Fictional "Golden Idol" (Ancient Chachapoyan goddess of fertility) from the 1981 feature film Raiders of the Lost Ark.
|Plot element from Indiana Jones franchise|
|First appearance||Raiders of the Lost Ark (1981)|
|Created by||Steven Spielberg & George Lucas|
|Element of stories featuring||Indiana Jones|
The Chachapoyan Fertility Idol, more commonly referenced as the Golden Idol, is a fictitious artifact that appeared in the opening sequence of Raiders of the Lost Ark, the 1981 release in the Indiana Jones adventure film franchise directed by Steven Spielberg. It is the first relic that audiences see the protagonist Jones acquire, establishing him as a treasure hunter. The idol's likeness has become iconic in popular culture.
In the film
In the film Raiders of the Lost Ark the idol is portrayed as resting in an ancient, abandoned temple in South America. The specific location is not given in the film, other than a subtitle that reads "South America, 1936". The tribe of "Hovitos" natives is fictional. The idol is located on a booby trapped pedestal, and its weight, approximately 3 pounds (1.36078 kilograms) of gold, precisely counterbalances the trigger for the temple to partially collapse and release falling walls, shooting darts, and a huge rolling boulder which would seal the temple entrance, trapping intruders within.

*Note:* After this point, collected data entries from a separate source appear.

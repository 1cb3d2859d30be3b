//! Core types and trait definitions for the Exodus resource server.
//!
//! This crate is deliberately free of HTTP and database dependencies.
//! Storage backends implement [`store::ResourceStore`]; the API layer depends
//! on that trait, never on a concrete backend.

// We intentionally use native `async fn` in traits (stabilised in Rust 1.75).
// Suppress the advisory lint about `Send` bounds on the returned futures.
#![allow(async_fn_in_trait)]

pub mod error;
pub mod identity;
pub mod json;
pub mod resource;
pub mod store;

pub use error::{Error, ErrorKind, Result, StoreError};
//! Network Module
//!
//! TCP line transport to the appliance.
//!
//! ## Model
//! - One blocking stream per session
//! - One command in flight at a time
//! - Read/write timeouts bound every line

mod connection;

pub use connection::LineTransport;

Based on the film and Indiana Jones comic books, the idol belonged to the Chachapoyan tribe in Peru, South America. It was sought in 1936, in the Peruvian Amazon jungle, by archaeologist/treasure hunter Indiana Jones. Jones had heard of the idol when a score of golden Chachapoyan figurines began to appear on the antiquities market. Jones and Marcus Brody, curator of the National Museum, believed that hitherto undiscovered Chachapoyan temples had been located and were being plundered. Evidence pointed to one of Jones's competitors, a Princeton archaeologist named Forrestal (another fictional character), who had embarked on an expedition to Peru a year earlier and never returned. With help from the journal of a 19th-century explorer and contacts in South America, Jones follows in Forrestal's footsteps, determined to acquire the real prize: a golden representation of the Chachapoyan goddess of fertility and childbirth, said to be secreted in the heart of the Temple of Warriors. While penetrating the Temple of Warriors, Jones finds Forrestal's remains impaled on the wooden spikes of a booby trap.

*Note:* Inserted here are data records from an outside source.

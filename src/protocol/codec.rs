//! Protocol codec
//!
//! Line framing and classification for the RCP wire protocol.
//!
//! ## Wire Format
//!
//! ```text
//! client: ListServers\n
//! server: ListServers: ListResultSize 2\r\n
//! server: ListServers: iMac iTunes\r\n
//! server: ListServers: Living Room\r\n
//! server: ListServers: ListResultEnd\r\n
//! ```
//!
//! Every reply line is keyed by the command that produced it. Markers and
//! status tokens are also accepted without the key.

use super::{Invocation, Status};

/// Greeting the appliance sends immediately after accept
pub const GREETING: &str = "roku: ready";

/// Terminator appended to every command line
pub const LINE_TERMINATOR: &str = "\n";

pub const LIST_START: &str = "ListResultSize";
pub const LIST_END: &str = "ListResultEnd";
pub const TRANSACTION_START: &str = "TransactionInitiated";
pub const TRANSACTION_COMPLETE: &str = "TransactionComplete";

/// One classified response line
#[derive(Debug, Clone, Copy, PartialEq, Eq)]
pub enum Line<'a> {
    /// `ListResultSize <N>`: N scalars follow, then `ListResultEnd`
    ListStart(usize),
    ListEnd,
    TransactionStart,
    TransactionComplete,
    Status(Status),
    /// Value after `<command>: `
    Scalar(&'a str),
}

// =============================================================================
// Encoding
// =============================================================================

/// Encode one line of text to bytes, terminator included
pub fn encode_line(text: &str) -> Vec<u8> {
    let mut frame = Vec::with_capacity(text.len() + LINE_TERMINATOR.len());
    frame.extend_from_slice(text.as_bytes());
    frame.extend_from_slice(LINE_TERMINATOR.as_bytes());
    frame
}

/// Encode a command to bytes, terminator included
pub fn encode_command(invocation: &Invocation) -> Vec<u8> {
    encode_line(&invocation.to_line())
}

/// Strip a trailing `\n` or `\r\n`
pub fn strip_line_terminator(line: &str) -> &str {
    let line = line.strip_suffix('\n').unwrap_or(line);
    line.strip_suffix('\r').unwrap_or(line)
}

// =============================================================================
// Classification
// =============================================================================

/// Classify a raw line for the given command.
///
/// Precedence: list markers, transaction markers, status tokens, scalar.
/// Returns `None` when the line matches none of them, i.e. it is neither a
/// bare marker/status nor keyed by `command`.
pub fn classify<'a>(command: &str, line: &'a str) -> Option<Line<'a>> {
    let keyed = scalar_value(command, line);
    let payload = keyed.unwrap_or(line);

    if let Some(count) = parse_list_start(payload) {
        return Some(Line::ListStart(count));
    }

    match payload {
        LIST_END => return Some(Line::ListEnd),
        TRANSACTION_START => return Some(Line::TransactionStart),
        TRANSACTION_COMPLETE => return Some(Line::TransactionComplete),
        _ => {}
    }

    if let Ok(status) = payload.parse::<Status>() {
        return Some(Line::Status(status));
    }

    keyed.map(Line::Scalar)
}

/// Extract `<value>` from `<key>: <value>`; the value must be non-empty
pub fn scalar_value<'a>(key: &str, line: &'a str) -> Option<&'a str> {
    line.strip_prefix(key)
        .and_then(|rest| rest.strip_prefix(": "))
        .filter(|value| !value.is_empty())
}

fn parse_list_start(payload: &str) -> Option<usize> {
    let count = payload.strip_prefix(LIST_START)?.strip_prefix(' ')?;
    if count.is_empty() || !count.bytes().all(|b| b.is_ascii_digit()) {
        return None;
    }
    count.parse().ok()
}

The golden idol was placed upon an ancient Chachapoyan altar. It was the exact weight to hold an ancient self-destruct mechanism in place. Jones knows of the booby trap and attempts to replace the idol with a bag of sand. His attempt fails when he incorrectly estimates the weight of the idol. After escaping the many traps set by the Chachapoyans including a giant boulder, he finds rival archaeologist Rene Belloq waiting outside with a group of Hovitos, the local natives. Surrounded and outnumbered, Jones is forced to give up the artifact to Belloq. Jones escapes from Belloq and the Hovitos after a jungle pursuit, flying away on a waiting seaplane.
As related in the Indiana Jones comics, years later, Indy regains the idol from a black market antiquities dealer located in Marrakesh, Morocco. However, also on the trail for the idol is Xomec, a descendant of the Chachapoyans, and Ilsa Toht, sister of Gestapo agent Arnold Toht. The two want to use the idol to unite Amazonian tribes and disrupt wartime rubber production in South America, as well as lure Jones to his death.

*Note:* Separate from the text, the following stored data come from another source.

//! Engine Module
//!
//! The command engine that drives one request/response round trip at a time.
//!
//! ## Responsibilities
//! - Send a command line over the transport
//! - Feed reply lines into the matching decoder until it completes
//! - Tear the session down when framing can no longer be trusted

use crate::config::Config;
use crate::error::{Result, SoundBridgeError};
use crate::network::LineTransport;
use crate::protocol::{Invocation, MultiReplyDecoder, Progress, Reply, ReplyDecoder, Status};

/// The protocol engine for one live session
///
/// ## Concurrency Model
///
/// Strictly one command in flight: every call takes `&mut self` and owns the
/// stream from the moment the command is written until its reply is fully
/// consumed. Sharing an engine across threads requires an external lock
/// (see [`crate::client::SharedSoundBridge`]).
///
/// ## Failure Model
///
/// Timeout, transport and protocol failures leave the stream at an unknown
/// framing position. The engine closes the transport and every later call
/// fails with [`SoundBridgeError::SessionClosed`].
pub struct Engine {
    transport: LineTransport,
    poisoned: bool,
}

impl Engine {
    /// Connect, handshake, and wrap the transport
    pub fn connect(config: &Config) -> Result<Self> {
        Ok(Self::new(LineTransport::connect(config)?))
    }

    /// Wrap a transport that has already completed the handshake
    pub fn new(transport: LineTransport) -> Self {
        Self {
            transport,
            poisoned: false,
        }
    }

    /// Execute a command whose reply is a scalar, a list, or a transaction
    pub fn execute<I, A>(&mut self, command: &str, args: I) -> Result<Reply>
    where
        I: IntoIterator<Item = A>,
        A: ToString,
    {
        self.execute_invocation(&Invocation::new(command, args))
    }

    /// Execute a command whose reply is informational lines closed by a status
    pub fn execute_multi<I, A>(&mut self, command: &str, args: I) -> Result<(Status, Vec<String>)>
    where
        I: IntoIterator<Item = A>,
        A: ToString,
    {
        self.execute_multi_invocation(&Invocation::new(command, args))
    }

    pub fn execute_invocation(&mut self, invocation: &Invocation) -> Result<Reply> {
        let mut decoder = ReplyDecoder::new(invocation);
        self.round_trip(invocation, |line| decoder.feed(line))
    }

    pub fn execute_multi_invocation(
        &mut self,
        invocation: &Invocation,
    ) -> Result<(Status, Vec<String>)> {
        let mut decoder = MultiReplyDecoder::new(invocation);
        self.round_trip(invocation, |line| decoder.feed(line))
    }

    /// Whether the session can still carry commands
    pub fn is_usable(&self) -> bool {
        !self.poisoned && !self.transport.is_closed()
    }

    /// Close the session; idempotent
    pub fn close(&mut self) {
        self.transport.close();
    }

    pub fn peer_addr(&self) -> &str {
        self.transport.peer_addr()
    }

    fn round_trip<T>(
        &mut self,
        invocation: &Invocation,
        mut feed: impl FnMut(&str) -> Result<Progress<T>>,
    ) -> Result<T> {
        if !self.is_usable() {
            return Err(SoundBridgeError::SessionClosed);
        }

        let line = invocation.to_line();
        // An embedded line break would smuggle a second command onto the wire
        if line.contains(['\r', '\n']) {
            return Err(SoundBridgeError::protocol(
                invocation.name(),
                invocation.args(),
                "",
                "Command line contains a line break",
            ));
        }

        let result = self.transport.send_command(invocation).and_then(|_| loop {
            let response = self.transport.read_line()?;
            if let Progress::Complete(value) = feed(response.as_str())? {
                break Ok(value);
            }
        });

        if let Err(ref e) = result {
            if e.is_fatal() {
                self.poison(invocation, e);
            }
        }
        result
    }

    fn poison(&mut self, invocation: &Invocation, error: &SoundBridgeError) {
        if self.poisoned {
            return;
        }
        tracing::warn!(
            command = invocation.name(),
            "Closing session to {} after error: {}",
            self.transport.peer_addr(),
            error
        );
        self.poisoned = true;
        self.transport.close();
    }
}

The movie prop idol was based on an actual greenstone carving in the pre-Columbian collection at Dumbarton Oaks. The artifact is presumed to depict the Aztec goddess Tlazolteotl. Scientific analysis by the Smithsonian, though, shows the Dumbarton figure to be a probable fake from the late 1800s. Other scholars are less certain, but express similar doubts.
The Chachapoya culture was a genuine subject of interest for scientists under the Nazi government, particularly Jacques de Mahieu, who like the fictional Belloq was a French collaborator. Based on quotations from Spanish colonists (many of them fabricated), and on his interpretations of archaeological digs (since refuted), he argued that descendants of Vikings had once ruled Peru.
In reality the Chachapoya did not build the elaborate trap systems portrayed in the film. However, they were accomplished builders of fortified cities as sites like Kuelap show. These structures were characteristically built on high slopes, unlike the temple hidden in heavily jungled lowlands in the film. Their sculptural style was far different from that of the Golden Idol, as shown by the sarcophagi at Carajía.
In popular culture
The "Golden Idol" appears in the fictional in-film movie Sand Pirates of the Sahara from the feature film The Majestic (2001). It was also shown briefly in S01E07 of Star Trek: Deep Space Nine in Jadzia Dax's quarters. It also appears briefly in the treasure room in the film Spy Kids 2: The Island of Lost Dreams.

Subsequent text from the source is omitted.